A breakthrough came about purely by accident.Working on a project making extremely strong adhesives using silk fibroin, and while I was cleaning my glassware with acetone, I noticed a web-like material forming on the bottom of the glass.

The accidental discovery overcame several engineering challenges to replicating spider threads. Silk fibroin solutions can slowly form a semi-solid hydrogel over a period of hours when exposed to organic solvents like ethanol or acetone, but the presence of dopamine, which is used in making the adhesives, allowed the solidification process to occur almost immediately. When the organic solvent wash was mixed in quickly, the silk solution rapidly created fibers with high tensile strength and stickiness.
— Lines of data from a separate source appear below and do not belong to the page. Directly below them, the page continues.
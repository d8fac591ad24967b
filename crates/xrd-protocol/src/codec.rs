//! Tokio codecs for framed requests and responses

use bytes::{Bytes, BytesMut};
use tokio_util::codec::{Decoder, Encoder};

use crate::error::ProtocolError;
use crate::frame::{RequestHeader, ResponseHeader, ResponseStatus};
use crate::ids::StreamId;

/// A complete response frame: header fields plus payload
#[derive(Debug, Clone, PartialEq, Eq)]
pub struct ResponseFrame {
    /// Stream the response belongs to
    pub stream_id: StreamId,
    /// Status of this frame
    pub status: ResponseStatus,
    /// Payload bytes
    pub payload: Bytes,
}

impl ResponseFrame {
    /// Create a new frame
    pub fn new(stream_id: StreamId, status: ResponseStatus, payload: impl Into<Bytes>) -> Self {
        Self {
            stream_id,
            status,
            payload: payload.into(),
        }
    }

    /// Encode header and payload into a byte buffer
    pub fn encode(&self, dst: &mut BytesMut) {
        ResponseHeader::new(self.stream_id, self.status, self.payload.len() as u32).encode(dst);
        dst.extend_from_slice(&self.payload);
    }
}

/// Codec for reading response frames off a connection
#[derive(Debug, Default)]
pub struct ResponseCodec {
    /// Current header being decoded (if any)
    pending_header: Option<ResponseHeader>,
}

impl ResponseCodec {
    /// Create a new codec
    pub fn new() -> Self {
        Self {
            pending_header: None,
        }
    }
}

impl Decoder for ResponseCodec {
    type Item = ResponseFrame;
    type Error = ProtocolError;

    fn decode(&mut self, src: &mut BytesMut) -> Result<Option<Self::Item>, Self::Error> {
        let header = match self.pending_header.take() {
            Some(h) => h,
            None => match ResponseHeader::decode(src)? {
                Some(h) => h,
                None => return Ok(None),
            },
        };

        let payload_len = header.payload_length as usize;
        if src.len() < payload_len {
            self.pending_header = Some(header);
            src.reserve(payload_len - src.len());
            return Ok(None);
        }

        let payload = src.split_to(payload_len).freeze();
        tracing::trace!(
            stream_id = %header.stream_id,
            status = ?header.status,
            len = payload_len,
            "decoded response frame"
        );

        Ok(Some(ResponseFrame {
            stream_id: header.stream_id,
            status: header.status,
            payload,
        }))
    }
}

impl Encoder<ResponseFrame> for ResponseCodec {
    type Error = ProtocolError;

    fn encode(&mut self, frame: ResponseFrame, dst: &mut BytesMut) -> Result<(), Self::Error> {
        frame.encode(dst);
        Ok(())
    }
}

/// A complete request frame as seen by the server side
#[derive(Debug, Clone, PartialEq, Eq)]
pub struct RequestFrame {
    /// Decoded header
    pub header: RequestHeader,
    /// Inline body bytes (empty when the body travels on a data path)
    pub body: Bytes,
}

/// Codec for reading request frames; used by servers and test peers.
///
/// The codec always reads `payload_length` body bytes inline. Requests whose
/// body travels on a side channel must be decoded with [`RequestCodec::header_only`].
#[derive(Debug, Default)]
pub struct RequestCodec {
    pending_header: Option<RequestHeader>,
    body_inline: Option<fn(RequestHeader) -> bool>,
}

impl RequestCodec {
    /// Create a new codec that reads every body inline
    pub fn new() -> Self {
        Self::default()
    }

    /// Create a codec that consults `inline` to decide whether a request's
    /// body follows on this connection
    pub fn header_only(inline: fn(RequestHeader) -> bool) -> Self {
        Self {
            pending_header: None,
            body_inline: Some(inline),
        }
    }
}

impl Decoder for RequestCodec {
    type Item = RequestFrame;
    type Error = ProtocolError;

    fn decode(&mut self, src: &mut BytesMut) -> Result<Option<Self::Item>, Self::Error> {
        let header = match self.pending_header.take() {
            Some(h) => h,
            None => match RequestHeader::decode(src)? {
                Some(h) => h,
                None => return Ok(None),
            },
        };

        let inline = self.body_inline.map_or(true, |f| f(header));
        let body_len = if inline {
            header.payload_length as usize
        } else {
            0
        };
        if src.len() < body_len {
            self.pending_header = Some(header);
            return Ok(None);
        }

        let body = src.split_to(body_len).freeze();
        Ok(Some(RequestFrame { header, body }))
    }
}
//! Configuration management for xrdmux

mod client;
pub mod serde_utils;

pub use client::ClientConfig;

use crate::error::ConfigError;
use std::path::{Path, PathBuf};

/// Get the default configuration directory
pub fn default_config_dir() -> PathBuf {
    dirs::config_dir()
        .unwrap_or_else(|| PathBuf::from("."))
        .join("xrdmux")
}

/// Get the default configuration file path
pub fn default_config_path() -> PathBuf {
    default_config_dir().join("config.toml")
}

/// Load configuration from a file
pub fn load_config<T: serde::de::DeserializeOwned>(path: &Path) -> Result<T, ConfigError> {
    if !path.exists() {
        return Err(ConfigError::NotFound(path.to_path_buf()));
    }

    let content = std::fs::read_to_string(path)
        .map_err(|e| ConfigError::Invalid(format!("Failed to read config: {}", e)))?;

    let config: T = toml::from_str(&content)?;
    Ok(config)
}

/// Save configuration to a file
pub fn save_config<T: serde::Serialize>(path: &Path, config: &T) -> Result<(), ConfigError> {
    let content = toml::to_string_pretty(config)?;

    if let Some(parent) = path.parent() {
        std::fs::create_dir_all(parent)
            .map_err(|e| ConfigError::Invalid(format!("Failed to create config dir: {}", e)))?;
    }

    std::fs::write(path, content)
        .map_err(|e| ConfigError::Invalid(format!("Failed to write config: {}", e)))?;

    Ok(())
}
The next step was to spin the fibers in air.The researchers added dopamine to the silk fibroin solution, which appeared to accelerate the transition from liquid to solid by pulling water away from the silk. When shot through a coaxial needle, a thin stream of the silk solution is surrounded by a layer of acetone which triggers the solidification. The acetone evaporates in mid-air, leaving a fiber attached to any object it contacts. The researchers enhanced the silk fibroin-dopamine solution with chitosan, a derivative of insect exoskeletons that gave the fibers up to 200 times greater tensile strength, and borate buffer, which increased their adhesiveness about 18-fold.


The diameter of the fibers could be varied between that of a human hair to about half a millimeter, depending on the bore of the needle.


The device can shoot fibers that can pick up objects over 80 times their own weight under various conditions.


Natural spider silk is still about 1000 times stronger than the man-made fibers in this study. But with a little added imagination and engineering, the innovation will continue to improve and pave the way for a variety of technological applications. 

“As scientists and engineers, we navigate the boundary between imagination and practice. That’s where all the magic happens,” said Fiorenzo Omenetto, Frank C. Doble Professor of Engineering at Tufts University and director of the Silklab. “We can be inspired by nature. We can be inspired by comics and science fiction. In this case, we wanted to reverse engineer our silk material to behave the way nature originally designed it, and comic book writers imagined it.”